TASK DETAILS
If a line below contains "Slept", add it to your tally, then answer with the tally alone.

EXERCISE INPUTS

━━━━━━

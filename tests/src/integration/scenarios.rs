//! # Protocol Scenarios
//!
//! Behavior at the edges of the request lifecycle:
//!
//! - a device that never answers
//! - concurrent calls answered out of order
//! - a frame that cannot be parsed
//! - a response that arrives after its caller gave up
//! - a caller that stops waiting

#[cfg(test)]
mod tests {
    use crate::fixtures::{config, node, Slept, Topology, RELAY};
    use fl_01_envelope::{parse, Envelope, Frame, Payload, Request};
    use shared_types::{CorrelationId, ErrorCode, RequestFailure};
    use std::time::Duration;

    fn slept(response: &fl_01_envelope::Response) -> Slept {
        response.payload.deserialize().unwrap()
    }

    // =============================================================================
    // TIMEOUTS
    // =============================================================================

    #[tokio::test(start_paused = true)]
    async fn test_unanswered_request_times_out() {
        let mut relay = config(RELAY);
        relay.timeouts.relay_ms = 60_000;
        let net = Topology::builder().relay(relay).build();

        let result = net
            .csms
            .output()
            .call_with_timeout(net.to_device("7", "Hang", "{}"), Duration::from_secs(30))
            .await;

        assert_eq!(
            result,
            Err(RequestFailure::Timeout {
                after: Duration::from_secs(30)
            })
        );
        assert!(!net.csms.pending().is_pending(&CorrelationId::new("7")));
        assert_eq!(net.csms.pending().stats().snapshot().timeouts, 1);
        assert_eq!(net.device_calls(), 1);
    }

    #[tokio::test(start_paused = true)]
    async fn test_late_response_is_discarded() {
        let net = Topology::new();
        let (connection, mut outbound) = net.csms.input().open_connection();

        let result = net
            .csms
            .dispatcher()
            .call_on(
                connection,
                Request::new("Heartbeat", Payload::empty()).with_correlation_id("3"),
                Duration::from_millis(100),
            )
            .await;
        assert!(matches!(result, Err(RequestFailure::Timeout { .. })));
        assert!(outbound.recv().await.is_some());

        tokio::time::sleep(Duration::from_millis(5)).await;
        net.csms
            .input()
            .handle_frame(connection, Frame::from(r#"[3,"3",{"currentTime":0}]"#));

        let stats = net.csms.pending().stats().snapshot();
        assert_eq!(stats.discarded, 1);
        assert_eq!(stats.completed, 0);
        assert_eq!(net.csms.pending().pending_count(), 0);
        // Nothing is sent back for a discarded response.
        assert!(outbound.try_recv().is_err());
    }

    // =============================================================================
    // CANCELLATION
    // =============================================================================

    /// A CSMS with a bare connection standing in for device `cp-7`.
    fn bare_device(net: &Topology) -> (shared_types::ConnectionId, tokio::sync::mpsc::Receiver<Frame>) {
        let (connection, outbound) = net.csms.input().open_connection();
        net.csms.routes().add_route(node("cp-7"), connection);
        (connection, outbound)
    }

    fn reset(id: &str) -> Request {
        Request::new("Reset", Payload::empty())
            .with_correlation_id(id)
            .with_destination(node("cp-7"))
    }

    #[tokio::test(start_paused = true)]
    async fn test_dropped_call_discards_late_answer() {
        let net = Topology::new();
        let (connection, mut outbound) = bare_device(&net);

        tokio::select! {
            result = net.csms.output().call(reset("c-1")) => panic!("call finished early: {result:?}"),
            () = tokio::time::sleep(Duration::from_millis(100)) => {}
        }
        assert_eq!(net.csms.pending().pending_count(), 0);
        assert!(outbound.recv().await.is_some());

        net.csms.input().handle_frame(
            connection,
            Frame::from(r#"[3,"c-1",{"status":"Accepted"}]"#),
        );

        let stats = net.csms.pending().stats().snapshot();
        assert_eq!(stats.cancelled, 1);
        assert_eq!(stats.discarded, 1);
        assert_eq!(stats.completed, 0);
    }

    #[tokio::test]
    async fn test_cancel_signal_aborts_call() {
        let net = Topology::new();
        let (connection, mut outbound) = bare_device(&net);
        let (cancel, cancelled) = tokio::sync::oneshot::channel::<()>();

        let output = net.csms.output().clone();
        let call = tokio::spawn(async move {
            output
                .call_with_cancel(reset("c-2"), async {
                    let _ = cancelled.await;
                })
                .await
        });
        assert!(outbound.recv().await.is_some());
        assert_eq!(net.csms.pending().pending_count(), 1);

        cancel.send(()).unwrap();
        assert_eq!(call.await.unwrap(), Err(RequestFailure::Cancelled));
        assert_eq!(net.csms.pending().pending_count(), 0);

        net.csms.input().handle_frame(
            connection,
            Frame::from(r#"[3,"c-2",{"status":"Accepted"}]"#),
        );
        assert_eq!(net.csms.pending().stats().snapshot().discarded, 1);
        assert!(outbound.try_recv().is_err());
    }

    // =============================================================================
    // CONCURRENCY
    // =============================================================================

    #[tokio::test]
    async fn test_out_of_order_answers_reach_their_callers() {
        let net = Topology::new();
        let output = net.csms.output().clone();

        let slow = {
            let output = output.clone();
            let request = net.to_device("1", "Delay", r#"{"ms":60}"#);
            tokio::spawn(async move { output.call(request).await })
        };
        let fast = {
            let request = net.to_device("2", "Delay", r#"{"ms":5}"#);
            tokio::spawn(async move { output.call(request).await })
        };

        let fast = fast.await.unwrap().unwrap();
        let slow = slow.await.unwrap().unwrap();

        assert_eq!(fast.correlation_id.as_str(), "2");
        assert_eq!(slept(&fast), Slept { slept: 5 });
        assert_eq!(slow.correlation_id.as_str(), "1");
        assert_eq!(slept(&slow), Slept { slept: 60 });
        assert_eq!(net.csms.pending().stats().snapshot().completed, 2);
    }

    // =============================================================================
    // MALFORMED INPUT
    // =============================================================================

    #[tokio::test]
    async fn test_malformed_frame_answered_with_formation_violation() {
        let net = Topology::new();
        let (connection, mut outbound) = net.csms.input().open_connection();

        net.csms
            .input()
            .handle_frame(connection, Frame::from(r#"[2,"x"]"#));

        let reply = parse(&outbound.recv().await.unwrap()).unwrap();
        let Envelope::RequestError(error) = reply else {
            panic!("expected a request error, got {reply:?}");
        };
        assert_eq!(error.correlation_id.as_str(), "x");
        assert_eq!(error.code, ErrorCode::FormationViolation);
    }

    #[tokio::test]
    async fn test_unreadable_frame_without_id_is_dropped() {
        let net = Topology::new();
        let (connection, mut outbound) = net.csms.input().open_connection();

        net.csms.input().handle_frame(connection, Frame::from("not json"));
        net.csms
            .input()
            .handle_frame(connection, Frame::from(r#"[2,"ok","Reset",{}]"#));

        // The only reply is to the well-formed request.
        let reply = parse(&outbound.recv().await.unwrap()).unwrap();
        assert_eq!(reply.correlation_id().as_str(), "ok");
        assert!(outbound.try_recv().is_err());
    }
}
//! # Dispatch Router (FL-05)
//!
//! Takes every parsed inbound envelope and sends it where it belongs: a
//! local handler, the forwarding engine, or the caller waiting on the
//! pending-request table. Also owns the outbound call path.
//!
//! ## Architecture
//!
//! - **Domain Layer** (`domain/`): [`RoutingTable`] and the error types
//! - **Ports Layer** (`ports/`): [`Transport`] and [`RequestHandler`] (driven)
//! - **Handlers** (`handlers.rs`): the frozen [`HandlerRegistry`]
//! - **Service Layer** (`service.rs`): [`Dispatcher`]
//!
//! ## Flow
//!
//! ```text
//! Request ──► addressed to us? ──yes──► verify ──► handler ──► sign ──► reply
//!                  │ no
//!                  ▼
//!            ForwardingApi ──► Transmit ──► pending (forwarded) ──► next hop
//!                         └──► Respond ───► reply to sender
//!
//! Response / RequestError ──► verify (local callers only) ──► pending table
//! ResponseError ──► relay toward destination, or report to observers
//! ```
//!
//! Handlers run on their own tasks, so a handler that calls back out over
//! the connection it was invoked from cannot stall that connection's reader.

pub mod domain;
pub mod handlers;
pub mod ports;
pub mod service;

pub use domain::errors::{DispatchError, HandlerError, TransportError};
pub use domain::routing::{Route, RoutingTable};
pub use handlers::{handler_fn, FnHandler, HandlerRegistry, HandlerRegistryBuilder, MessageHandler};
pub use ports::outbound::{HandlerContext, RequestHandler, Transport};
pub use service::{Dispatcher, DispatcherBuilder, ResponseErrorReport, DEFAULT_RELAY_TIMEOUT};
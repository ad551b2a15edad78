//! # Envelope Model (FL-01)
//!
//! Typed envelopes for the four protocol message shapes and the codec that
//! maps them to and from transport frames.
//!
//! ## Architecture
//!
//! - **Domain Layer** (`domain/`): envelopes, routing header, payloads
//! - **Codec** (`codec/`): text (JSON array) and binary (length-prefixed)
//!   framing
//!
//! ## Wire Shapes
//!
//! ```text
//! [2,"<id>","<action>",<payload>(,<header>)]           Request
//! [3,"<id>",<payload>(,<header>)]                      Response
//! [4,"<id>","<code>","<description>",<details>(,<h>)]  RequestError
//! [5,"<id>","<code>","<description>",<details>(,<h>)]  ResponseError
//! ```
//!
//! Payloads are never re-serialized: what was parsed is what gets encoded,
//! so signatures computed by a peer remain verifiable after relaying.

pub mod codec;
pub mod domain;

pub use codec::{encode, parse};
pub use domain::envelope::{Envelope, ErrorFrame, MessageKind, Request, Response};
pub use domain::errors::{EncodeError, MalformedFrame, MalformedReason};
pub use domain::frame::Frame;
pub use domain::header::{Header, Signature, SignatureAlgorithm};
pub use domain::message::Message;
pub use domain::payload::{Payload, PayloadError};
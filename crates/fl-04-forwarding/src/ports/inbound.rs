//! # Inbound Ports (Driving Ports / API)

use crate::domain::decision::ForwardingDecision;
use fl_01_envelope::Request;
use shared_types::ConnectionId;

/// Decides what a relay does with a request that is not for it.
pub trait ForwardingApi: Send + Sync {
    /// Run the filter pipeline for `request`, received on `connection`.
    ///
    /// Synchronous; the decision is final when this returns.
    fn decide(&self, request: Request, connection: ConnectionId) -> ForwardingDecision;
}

━━━━━━

EXERCISE RESULT
4